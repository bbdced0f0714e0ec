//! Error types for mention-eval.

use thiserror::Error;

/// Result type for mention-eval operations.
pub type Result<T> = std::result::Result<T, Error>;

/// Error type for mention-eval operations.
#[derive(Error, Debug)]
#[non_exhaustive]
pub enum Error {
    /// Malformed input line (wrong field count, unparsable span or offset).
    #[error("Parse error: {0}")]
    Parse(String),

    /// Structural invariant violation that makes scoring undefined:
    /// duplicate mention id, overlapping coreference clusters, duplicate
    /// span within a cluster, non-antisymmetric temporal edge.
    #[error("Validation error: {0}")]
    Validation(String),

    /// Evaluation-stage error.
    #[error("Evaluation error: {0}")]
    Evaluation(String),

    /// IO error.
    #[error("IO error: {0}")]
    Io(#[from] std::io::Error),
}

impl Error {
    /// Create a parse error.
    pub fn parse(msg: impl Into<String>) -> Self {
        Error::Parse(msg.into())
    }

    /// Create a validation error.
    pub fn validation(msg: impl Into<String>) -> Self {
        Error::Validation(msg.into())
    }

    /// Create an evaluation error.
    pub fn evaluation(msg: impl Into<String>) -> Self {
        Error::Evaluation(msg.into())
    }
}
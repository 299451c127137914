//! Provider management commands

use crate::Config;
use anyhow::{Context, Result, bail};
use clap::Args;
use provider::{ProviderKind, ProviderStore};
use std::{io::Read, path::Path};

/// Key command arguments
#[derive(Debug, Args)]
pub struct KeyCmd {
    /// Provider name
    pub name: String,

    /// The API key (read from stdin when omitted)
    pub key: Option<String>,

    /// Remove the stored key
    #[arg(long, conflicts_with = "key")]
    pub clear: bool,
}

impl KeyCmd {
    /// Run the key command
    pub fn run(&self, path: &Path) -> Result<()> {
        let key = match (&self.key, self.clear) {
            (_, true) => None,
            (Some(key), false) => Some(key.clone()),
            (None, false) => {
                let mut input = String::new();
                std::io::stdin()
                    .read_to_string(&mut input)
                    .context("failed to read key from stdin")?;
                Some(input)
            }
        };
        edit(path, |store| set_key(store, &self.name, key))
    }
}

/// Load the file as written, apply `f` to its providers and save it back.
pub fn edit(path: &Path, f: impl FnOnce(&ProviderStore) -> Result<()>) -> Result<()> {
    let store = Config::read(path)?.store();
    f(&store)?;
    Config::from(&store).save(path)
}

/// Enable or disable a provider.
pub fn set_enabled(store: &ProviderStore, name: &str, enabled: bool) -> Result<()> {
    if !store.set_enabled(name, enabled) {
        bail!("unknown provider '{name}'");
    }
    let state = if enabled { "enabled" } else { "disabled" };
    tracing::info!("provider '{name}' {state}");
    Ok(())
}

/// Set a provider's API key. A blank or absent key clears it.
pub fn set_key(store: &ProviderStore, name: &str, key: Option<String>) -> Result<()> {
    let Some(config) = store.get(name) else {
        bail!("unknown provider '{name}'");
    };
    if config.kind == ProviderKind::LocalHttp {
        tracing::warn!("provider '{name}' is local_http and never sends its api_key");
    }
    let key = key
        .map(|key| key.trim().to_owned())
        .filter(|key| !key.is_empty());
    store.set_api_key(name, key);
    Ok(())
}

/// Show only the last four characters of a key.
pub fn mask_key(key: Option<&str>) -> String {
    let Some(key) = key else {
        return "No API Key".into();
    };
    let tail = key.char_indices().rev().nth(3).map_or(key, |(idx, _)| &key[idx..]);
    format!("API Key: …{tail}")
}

================

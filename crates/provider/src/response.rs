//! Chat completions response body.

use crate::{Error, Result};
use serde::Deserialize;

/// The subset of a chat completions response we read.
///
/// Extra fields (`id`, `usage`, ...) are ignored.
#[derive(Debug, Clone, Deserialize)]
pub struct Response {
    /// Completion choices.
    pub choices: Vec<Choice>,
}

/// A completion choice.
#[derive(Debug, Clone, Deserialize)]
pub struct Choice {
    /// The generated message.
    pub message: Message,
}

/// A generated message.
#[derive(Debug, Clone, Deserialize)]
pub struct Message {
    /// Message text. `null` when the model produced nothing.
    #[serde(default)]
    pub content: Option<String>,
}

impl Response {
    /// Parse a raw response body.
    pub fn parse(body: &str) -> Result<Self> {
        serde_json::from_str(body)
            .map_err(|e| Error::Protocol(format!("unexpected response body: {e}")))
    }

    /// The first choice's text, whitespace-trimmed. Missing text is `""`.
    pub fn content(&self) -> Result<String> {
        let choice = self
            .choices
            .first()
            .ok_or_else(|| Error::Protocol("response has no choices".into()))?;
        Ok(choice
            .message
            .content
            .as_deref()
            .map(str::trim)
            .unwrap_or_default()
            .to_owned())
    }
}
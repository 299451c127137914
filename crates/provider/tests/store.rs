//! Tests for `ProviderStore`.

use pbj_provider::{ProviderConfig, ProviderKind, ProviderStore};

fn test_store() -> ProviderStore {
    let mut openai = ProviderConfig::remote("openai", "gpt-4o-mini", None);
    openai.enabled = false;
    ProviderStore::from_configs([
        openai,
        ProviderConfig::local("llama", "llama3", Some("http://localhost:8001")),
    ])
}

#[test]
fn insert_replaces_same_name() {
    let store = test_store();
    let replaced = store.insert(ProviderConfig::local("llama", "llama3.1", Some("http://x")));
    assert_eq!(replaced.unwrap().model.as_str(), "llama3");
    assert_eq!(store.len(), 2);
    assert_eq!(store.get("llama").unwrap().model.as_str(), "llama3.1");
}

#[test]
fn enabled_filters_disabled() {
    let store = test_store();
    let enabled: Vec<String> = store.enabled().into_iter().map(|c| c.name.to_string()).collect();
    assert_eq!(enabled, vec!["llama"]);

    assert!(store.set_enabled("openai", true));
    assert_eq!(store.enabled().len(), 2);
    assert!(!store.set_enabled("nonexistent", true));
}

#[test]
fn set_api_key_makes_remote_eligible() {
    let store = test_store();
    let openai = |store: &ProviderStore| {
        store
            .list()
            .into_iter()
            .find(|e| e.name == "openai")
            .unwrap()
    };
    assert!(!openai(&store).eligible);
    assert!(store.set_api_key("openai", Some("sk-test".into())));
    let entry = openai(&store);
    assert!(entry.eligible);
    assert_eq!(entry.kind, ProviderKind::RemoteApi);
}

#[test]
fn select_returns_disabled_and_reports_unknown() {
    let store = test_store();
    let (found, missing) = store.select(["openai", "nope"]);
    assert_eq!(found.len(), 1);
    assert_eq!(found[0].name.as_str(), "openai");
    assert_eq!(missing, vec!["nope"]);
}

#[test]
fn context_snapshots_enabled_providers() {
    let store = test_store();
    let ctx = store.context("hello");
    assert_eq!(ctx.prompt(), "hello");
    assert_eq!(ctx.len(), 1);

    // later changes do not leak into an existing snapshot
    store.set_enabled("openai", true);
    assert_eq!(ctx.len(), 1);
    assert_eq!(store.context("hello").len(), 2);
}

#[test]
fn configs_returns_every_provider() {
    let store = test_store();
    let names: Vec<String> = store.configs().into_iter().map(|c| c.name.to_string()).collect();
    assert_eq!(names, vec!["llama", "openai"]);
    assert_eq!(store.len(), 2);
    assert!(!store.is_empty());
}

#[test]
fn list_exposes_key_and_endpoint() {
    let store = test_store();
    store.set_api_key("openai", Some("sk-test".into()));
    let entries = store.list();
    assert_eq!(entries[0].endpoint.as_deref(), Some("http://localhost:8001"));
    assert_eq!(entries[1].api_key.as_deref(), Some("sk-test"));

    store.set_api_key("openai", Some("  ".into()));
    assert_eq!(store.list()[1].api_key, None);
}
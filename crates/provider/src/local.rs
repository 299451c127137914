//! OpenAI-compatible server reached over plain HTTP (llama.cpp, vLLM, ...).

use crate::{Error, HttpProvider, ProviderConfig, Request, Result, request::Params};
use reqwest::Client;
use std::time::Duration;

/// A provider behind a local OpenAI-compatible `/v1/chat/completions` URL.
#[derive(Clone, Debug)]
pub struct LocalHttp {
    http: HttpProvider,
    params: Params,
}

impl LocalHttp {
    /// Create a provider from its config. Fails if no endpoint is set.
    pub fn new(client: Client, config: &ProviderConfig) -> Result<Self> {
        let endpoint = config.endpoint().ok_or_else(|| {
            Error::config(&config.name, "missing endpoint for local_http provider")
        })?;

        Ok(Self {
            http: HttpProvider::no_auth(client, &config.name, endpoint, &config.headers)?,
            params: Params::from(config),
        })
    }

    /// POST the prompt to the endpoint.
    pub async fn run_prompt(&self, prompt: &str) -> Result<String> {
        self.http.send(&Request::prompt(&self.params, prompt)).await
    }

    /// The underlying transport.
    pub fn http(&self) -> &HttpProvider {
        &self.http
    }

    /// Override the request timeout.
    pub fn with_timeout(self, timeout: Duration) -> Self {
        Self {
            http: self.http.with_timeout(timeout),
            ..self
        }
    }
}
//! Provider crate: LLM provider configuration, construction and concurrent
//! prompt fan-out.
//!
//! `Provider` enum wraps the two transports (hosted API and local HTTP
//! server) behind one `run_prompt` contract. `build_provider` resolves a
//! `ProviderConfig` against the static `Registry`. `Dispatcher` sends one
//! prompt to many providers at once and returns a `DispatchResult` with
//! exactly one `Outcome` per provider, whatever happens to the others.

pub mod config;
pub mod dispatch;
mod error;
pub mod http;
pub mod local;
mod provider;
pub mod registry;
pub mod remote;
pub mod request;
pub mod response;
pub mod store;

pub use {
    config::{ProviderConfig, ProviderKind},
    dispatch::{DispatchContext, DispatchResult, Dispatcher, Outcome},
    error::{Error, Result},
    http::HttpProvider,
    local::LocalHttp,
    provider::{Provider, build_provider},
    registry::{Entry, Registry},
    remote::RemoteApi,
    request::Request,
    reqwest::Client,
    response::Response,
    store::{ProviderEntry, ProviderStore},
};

================

Task description
Copy down every line of the entries containing the word "server".

Exercise answer
//! OpenAI-compatible server reached over plain HTTP (llama.cpp, vLLM, ...).
//! server) behind one `run_prompt` contract. `build_provider` resolves a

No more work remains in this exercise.